Matthew says nothing of the spices, which were wrapped up with the body of Jesus. As this silence, as well as that of Mark and Luke, has been considered by the adversaries of the christian religion, as an argument against the fact, I hope I may be allowed to make a few observations upon this place.

1. The enemies of Christianity contend that there is great inconsistency in Mark and Luke relating the fact of the women bringing spices, and intending to embalm Jesus on our Sunday morning, and at the same time omitting what is related by John, of Joseph and Nicodemus having already wrapped up the body of Jesus with spices, when they interred him. This ceases to be, in point of fact, remarkable, when we consider, that Matthew, although he describes the wrapping, says nothing of the women having brought spices, or of their having

intended to embalm the body early on our Sunday morning. He is perfectly silent with respect to spices and embalming.
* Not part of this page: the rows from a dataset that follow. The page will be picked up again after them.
//! Dialect-neutral SELECT builder used by the reader and the relation resolvers.
//!
//! Resolvers describe joins, predicates and ordering through [`SelectQuery`];
//! a [`SqlDialect`] turns that into a [`Statement`] with positional parameters,
//! and a [`QueryExecutor`] runs it.

pub mod dialect;
pub mod executor;
#[cfg(feature = "sqlite")]
pub mod sqlite;

use serde::{Deserialize, Serialize};
use std::fmt;

pub use dialect::{SqlDialect, SqliteDialect, Statement};
pub use executor::{QueryExecutor, Row};
#[cfg(feature = "sqlite")]
pub use sqlite::SqliteExecutor;

/// Literal value used in predicates and match-field configuration
#[derive(Debug, Clone, PartialEq, Serialize, Deserialize)]
#[serde(untagged)]
pub enum Literal {
    Null,
    Int(i64),
    Float(f64),
    String(String),
}

impl Literal {
    pub fn is_null(&self) -> bool {
        matches!(self, Literal::Null)
    }

    pub fn to_json(&self) -> serde_json::Value {
        match self {
            Literal::Null => serde_json::Value::Null,
            Literal::Int(i) => serde_json::Value::from(*i),
            Literal::Float(f) => serde_json::Number::from_f64(*f)
                .map(serde_json::Value::Number)
                .unwrap_or(serde_json::Value::Null),
            Literal::String(s) => serde_json::Value::String(s.clone()),
        }
    }
}

/// Renders in filter-expression syntax
impl fmt::Display for Literal {
    fn fmt(&self, f: &mut fmt::Formatter<'_>) -> fmt::Result {
        match self {
            Literal::Null => write!(f, "null"),
            Literal::Int(i) => write!(f, "{}", i),
            Literal::Float(v) => write!(f, "{:?}", v),
            Literal::String(s) => write!(f, "`{}`", s),
        }
    }
}

/// Comparison operators
#[derive(Debug, Clone, Copy, PartialEq, Eq, Hash)]
pub enum ComparisonOp {
    Equal,          // =
    NotEqual,       // != or <>
    Less,           // <
    LessOrEqual,    // <=
    Greater,        // >
    GreaterOrEqual, // >=
}

impl ComparisonOp {
    pub fn to_sql(&self) -> &'static str {
        match self {
            ComparisonOp::Equal => "=",
            ComparisonOp::NotEqual => "<>",
            ComparisonOp::Less => "<",
            ComparisonOp::LessOrEqual => "<=",
            ComparisonOp::Greater => ">",
            ComparisonOp::GreaterOrEqual => ">=",
        }
    }
}

#[derive(Debug, Clone, Copy, PartialEq, Eq, Hash)]
pub enum SortDirection {
    Ascending,
    Descending,
}

impl SortDirection {
    pub fn to_sql(&self) -> &'static str {
        match self {
            SortDirection::Ascending => "ASC",
            SortDirection::Descending => "DESC",
        }
    }
}

#[derive(Debug, Clone, PartialEq, Eq, Hash)]
pub struct ColumnRef {
    pub table: String,
    pub column: String,
}

impl ColumnRef {
    pub fn new(table: &str, column: &str) -> Self {
        ColumnRef {
            table: table.to_string(),
            column: column.to_string(),
        }
    }
}

#[derive(Debug, Clone, PartialEq)]
pub enum Operand {
    Column(ColumnRef),
    Value(Literal),
}

/// Predicate tree accepted by [`SelectQuery::and_where`]
#[derive(Debug, Clone, PartialEq)]
pub enum Condition {
    Compare {
        left: Operand,
        op: ComparisonOp,
        right: Operand,
    },
    IsNull {
        operand: Operand,
        negated: bool,
    },
    In {
        column: ColumnRef,
        values: Vec<Literal>,
    },
    And(Vec<Condition>),
    Or(Vec<Condition>),
    Not(Box<Condition>),
    Constant(bool),
}

impl Condition {
    pub fn eq_value(column: ColumnRef, value: Literal) -> Self {
        Condition::Compare {
            left: Operand::Column(column),
            op: ComparisonOp::Equal,
            right: Operand::Value(value),
        }
    }

    pub fn eq_column(left: ColumnRef, right: ColumnRef) -> Self {
        Condition::Compare {
            left: Operand::Column(left),
            op: ComparisonOp::Equal,
            right: Operand::Column(right),
        }
    }
}

#[derive(Debug, Clone, PartialEq)]
pub struct Join {
    pub table: String,
    pub alias: String,
    pub on: Vec<Condition>,
}

#[derive(Debug, Clone, PartialEq)]
pub struct SelectColumn {
    pub column: ColumnRef,
    pub alias: String,
}

#[derive(Debug, Clone, PartialEq)]
pub struct OrderByTerm {
    pub column: ColumnRef,
    pub direction: SortDirection,
}

#[derive(Debug, Clone, PartialEq)]
pub struct SelectQuery {
    pub table: String,
    pub alias: String,
    pub joins: Vec<Join>,
    pub columns: Vec<SelectColumn>,
    pub conditions: Vec<Condition>,
    pub order_by: Vec<OrderByTerm>,
    pub limit: Option<u64>,
    pub offset: Option<u64>,
}

impl SelectQuery {
    /// Start a query over `table`, aliased by its own name
    pub fn from(table: &str) -> Self {
        Self::from_aliased(table, table)
    }

    pub fn from_aliased(table: &str, alias: &str) -> Self {
        SelectQuery {
            table: table.to_string(),
            alias: alias.to_string(),
            joins: Vec::new(),
            columns: Vec::new(),
            conditions: Vec::new(),
            order_by: Vec::new(),
            limit: None,
            offset: None,
        }
    }

    /// Select `alias.column AS name`
    pub fn select_as(&mut self, column: ColumnRef, name: &str) -> &mut Self {
        if !self.columns.iter().any(|c| c.alias == name) {
            self.columns.push(SelectColumn {
                column,
                alias: name.to_string(),
            });
        }
        self
    }

    pub fn inner_join(&mut self, table: &str, alias: &str, on: Vec<Condition>) -> &mut Self {
        self.joins.push(Join {
            table: table.to_string(),
            alias: alias.to_string(),
            on,
        });
        self
    }

    /// Conditions are combined with AND
    pub fn and_where(&mut self, condition: Condition) -> &mut Self {
        self.conditions.push(condition);
        self
    }

    pub fn order_by(&mut self, column: ColumnRef, direction: SortDirection) -> &mut Self {
        self.order_by.push(OrderByTerm { column, direction });
        self
    }

    pub fn set_limit(&mut self, limit: Option<u64>, offset: Option<u64>) -> &mut Self {
        self.limit = limit;
        self.offset = offset;
        self
    }

    pub fn column(&self, column: &str) -> ColumnRef {
        ColumnRef::new(&self.alias, column)
    }

    /// Render for the given dialect
    pub fn to_statement(&self, dialect: &dyn SqlDialect) -> Statement {
        let mut renderer = Renderer {
            dialect,
            params: Vec::new(),
        };

        let columns = if self.columns.is_empty() {
            format!("{}.*", dialect.quote_identifier(&self.alias))
        } else {
            self.columns
                .iter()
                .map(|c| {
                    format!(
                        "{} AS {}",
                        renderer.column(&c.column),
                        dialect.quote_identifier(&c.alias)
                    )
                })
                .collect::<Vec<_>>()
                .join(", ")
        };

        let mut sql = format!(
            "SELECT {} FROM {} {}",
            columns,
            dialect.quote_identifier(&self.table),
            dialect.quote_identifier(&self.alias)
        );

        for join in &self.joins {
            let on = renderer.conjunction(&join.on);
            sql.push_str(&format!(
                " INNER JOIN {} {} ON {}",
                dialect.quote_identifier(&join.table),
                dialect.quote_identifier(&join.alias),
                on
            ));
        }

        if !self.conditions.is_empty() {
            let predicate = renderer.conjunction(&self.conditions);
            sql.push_str(&format!(" WHERE {}", predicate));
        }

        if !self.order_by.is_empty() {
            let terms = self
                .order_by
                .iter()
                .map(|t| format!("{} {}", renderer.column(&t.column), t.direction.to_sql()))
                .collect::<Vec<_>>()
                .join(", ");
            sql.push_str(&format!(" ORDER BY {}", terms));
        }

        if let Some(clause) = dialect.limit_clause(self.limit, self.offset) {
            sql.push(' ');
            sql.push_str(&clause);
        }

        Statement {
            sql,
            params: renderer.params,
        }
    }
}

impl fmt::Display for SelectQuery {
    fn fmt(&self, f: &mut fmt::Formatter<'_>) -> fmt::Result {
        let statement = self.to_statement(&SqliteDialect);
        write!(f, "{}", statement.sql)?;
        if !statement.params.is_empty() {
            let params: Vec<String> = statement.params.iter().map(|p| p.to_string()).collect();
            write!(f, " -- [{}]", params.join(", "))?;
        }
        Ok(())
    }
}

struct Renderer<'d> {
    dialect: &'d dyn SqlDialect,
    params: Vec<Literal>,
}

impl Renderer<'_> {
    fn column(&self, column: &ColumnRef) -> String {
        format!(
            "{}.{}",
            self.dialect.quote_identifier(&column.table),
            self.dialect.quote_identifier(&column.column)
        )
    }

    fn value(&mut self, value: &Literal) -> String {
        if value.is_null() {
            return "NULL".to_string();
        }
        self.params.push(value.clone());
        self.dialect.placeholder(self.params.len())
    }

    fn operand(&mut self, operand: &Operand) -> String {
        match operand {
            Operand::Column(column) => self.column(column),
            Operand::Value(value) => self.value(value),
        }
    }

    fn conjunction(&mut self, conditions: &[Condition]) -> String {
        match conditions {
            [] => "1 = 1".to_string(),
            [single] => self.condition(single),
            many => {
                let parts: Vec<String> = many.iter().map(|c| self.condition(c)).collect();
                parts.join(" AND ")
            }
        }
    }

    fn condition(&mut self, condition: &Condition) -> String {
        match condition {
            Condition::Compare { left, op, right } => {
                let left = self.operand(left);
                let right = self.operand(right);
                format!("{} {} {}", left, op.to_sql(), right)
            }
            Condition::IsNull { operand, negated } => {
                let operand = self.operand(operand);
                let null_str = if *negated { "IS NOT NULL" } else { "IS NULL" };
                format!("{} {}", operand, null_str)
            }
            Condition::In { column, values } => {
                if values.is_empty() {
                    return "1 = 0".to_string();
                }
                let column = self.column(column);
                let values: Vec<String> = values.iter().map(|v| self.value(v)).collect();
                format!("{} IN ({})", column, values.join(", "))
            }
            Condition::And(parts) => {
                if parts.is_empty() {
                    return "1 = 1".to_string();
                }
                let parts: Vec<String> = parts.iter().map(|c| self.condition(c)).collect();
                format!("({})", parts.join(" AND "))
            }
            Condition::Or(parts) => {
                if parts.is_empty() {
                    return "1 = 0".to_string();
                }
                let parts: Vec<String> = parts.iter().map(|c| self.condition(c)).collect();
                format!("({})", parts.join(" OR "))
            }
            Condition::Not(inner) => format!("NOT {}", self.condition_grouped(inner)),
            Condition::Constant(true) => "1 = 1".to_string(),
            Condition::Constant(false) => "1 = 0".to_string(),
        }
    }

    fn condition_grouped(&mut self, condition: &Condition) -> String {
        match condition {
            Condition::And(_) | Condition::Or(_) => self.condition(condition),
            other => format!("({})", self.condition(other)),
        }
    }
}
2. Where Mark omits, what Matthew omits, for the gospel of Matthew was in the hands of Mark, it does not render Mark in any degree more suspicious than Matthew.

60. "In his own new tomb, which he had hewn out, in the rock."] A doubt here occurs to me which has not yet been noticed by our commentators, nor seems to have attracted the remarks of the enemies of Christianity; the latter always reason, as if Jesus had been placed in the grave of Joseph. If the objection has not been made, it is a proof that their acuteness and acrimony are not equal. According to the language of Matthew, it is evident, that the grave of Jesus was the property of Joseph of Arimathea. This circumstance is not mentioned by any other evangelist, and there is something improbable in the thing itself. According to Mark, Joseph was a counsellor of Arimathea-how comes he to have his own sepulchre hewn in a rock at Jerusalem? and the more so, because the Jews were not in the habit, as we are, of transporting our dead, but of burying them immediately

after their decease. He who reads John will not easily believe it was the separate property of Joseph, but only used on account of its proximity, and near approach to the Sabbath. John says, "Now in the place, where he was crucified, there was a garden; and in the garden a new sepuchre, wherein was never yet man laid; there laid they Jesus, therefore, because of the Jews' preparation day (Friday), for the sepulchre was nigh at hand." I confess, that in this main point, there is, according to my translation of it, an inconsistency between Matthew and John, but yet so, that the case itself, and the other evangelists determine it, in favour of John. In Matthew there are two various readings, which give a new construction to the thing, and adapt it to the translation of Mark, "laid him in a sepulchre, which was hewn out of a rock." The various readings are these :

1. "His own," (avrov) is omitted in the Winchelsea manuscript, which is a very important one, and we cannot suppose that this was done to avoid the inconsistency, because it has still the words, "which he had hewn out, in the rock," and this leaves the property in Joseph of Arimathea. Mark, who had the

Hebrew gospel of Matthew before him, and at times confined himself to translation, does not use the word, "his own."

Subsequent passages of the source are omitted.